Moraes quer saber se R$ 505 mil de prefeito foram repasse da Aprosoja para financiar 7/9

A suspeita é de uso de recursos públicos via entidade para financiar protestos de 7 de Setembro em favor do presidente Jair Bolsonaro

atualizado 06/09/2021 22:01

Alexandre de Moraes Daniel Ferreira/Metrópoles

O ministro Alexandre de Moraes, do Supremo Tribunal Federal (STF), pediu nesta segunda-feira (6/9) uma apuração para saber se os R$ 505 mil encontrados com o prefeito Gilmar Alba (PSL), de Cerro Grande do Sul (RS), seriam originários da Associação dos Produtores de Soja e Milho (Aprosoja).

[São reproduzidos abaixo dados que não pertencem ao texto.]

use super::namespace::Namespace;
use crate::error::FetchError;
use mongodb::bson::{doc, Document};

pub type CursorId = i64;

/// Cursor id reported once the peer has exhausted (and closed) the cursor.
pub const EXHAUSTED_CURSOR_ID: CursorId = 0;

/// One decoded cursor batch. Documents keep wire order.
#[derive(Debug, Clone, PartialEq)]
pub struct BatchData {
    pub cursor_id: CursorId,
    pub namespace: Namespace,
    pub documents: Vec<Document>,
}

impl BatchData {
    pub fn is_exhausted(&self) -> bool {
        self.cursor_id == EXHAUSTED_CURSOR_ID
    }

    /// Builds the standard continuation command for this batch's cursor.
    pub fn get_more_command(&self) -> Document {
        doc! {
            "getMore": self.cursor_id,
            "collection": self.namespace.coll(),
        }
    }
}

/// What the caller wants the fetcher to do after a batch.
#[derive(Debug, Clone, Copy, PartialEq, Eq, Default)]
pub enum NextAction {
    /// No decision was made.
    #[default]
    Invalid,
    /// Stop fetching. The cursor may remain open on the peer.
    NoAction,
    /// Schedule the continuation command returned alongside this action.
    GetMore,
    /// Reserved for exhaust cursors; treated as no continuation.
    ExhaustContinue,
}

/// Value returned by the fetcher callback for every invocation.
///
/// `continuation` is only consulted for a successful, non-exhausted batch
/// whose `action` is [`NextAction::GetMore`].
#[derive(Debug, Clone, PartialEq, Default)]
pub struct Decision {
    pub action: NextAction,
    pub continuation: Option<Document>,
}

impl Decision {
    pub fn stop() -> Self {
        Self {
            action: NextAction::NoAction,
            continuation: None,
        }
    }

    pub fn get_more(command: Document) -> Self {
        Self {
            action: NextAction::GetMore,
            continuation: Some(command),
        }
    }

    /// Continues `batch`'s cursor with [`BatchData::get_more_command`].
    pub fn get_more_for(batch: &BatchData) -> Self {
        Self::get_more(batch.get_more_command())
    }
}

/// How a finished fetcher ended.
#[derive(Debug, Clone, PartialEq, Eq)]
pub enum FetchOutcome {
    /// The peer reported the terminal cursor id.
    Exhausted,
    /// The callback answered [`NextAction::NoAction`].
    Stopped,
    /// The callback left no usable continuation (no decision, no command, or
    /// an unsupported action).
    NoContinuation,
    /// A terminal status was delivered to the callback.
    Failed(FetchError),
}

impl FetchOutcome {
    pub fn error(&self) -> Option<&FetchError> {
        match self {
            FetchOutcome::Failed(err) => Some(err),
            _ => None,
        }
    }
}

A entidade se tornou alvo depois que Antônio Galvan, presidente da Aprosoja Brasil e ex-presidente da Aprosoja de Mato Grosso, passou a ser investigado como um dos possíveis financiadores das manifestações em defesa do presidente da República Jair Bolsonaro (sem partido).

“Tem-se por necessário, de início, a oitiva do mandatário, para que possa prestar esclarecimentos sobre a origem e o destino do numerário com ele apreendido”, diz trecho do documento.

O dinheiro ao qual o ministro se refere foi encontrado enquanto o prefeito gaúcho estava no Aeroporto de Congonhas, em São Paulo, no dia 26 de agosto. Os R$ 505 mil estavam escondidos em caixas de papelão dentro de sua bagagem de mão. Suspeita é de que dinheiro seria utilizado para financiar manifestações pró-Bolsonaro convocadas para 7 de Setembro.

Outro lado

Em nota, a Aprosoja-MT afirmou que jamais financiou, apoiou ou convocou pessoas para manifestações agendadas para esta terça, quando se comemora a Independência do Brasil.

“A entidade preza pelos preceitos legais e constitucionais, e já está disponibilizando toda documentação solicitada, pois é a principal interessada no esclarecimento dos fatos, já que nada tem a esconder da sociedade e principalmente dos seus associados”, diz o texto.

A explicação vem após cumprimento de mandados de busca e apreensão na sede na associação pela Polícia Federal. Na ocasião, foram coletados documentos para apurar suspeita de que recursos foram utilizados para financiar manifestações em defesa de Bolsonaro.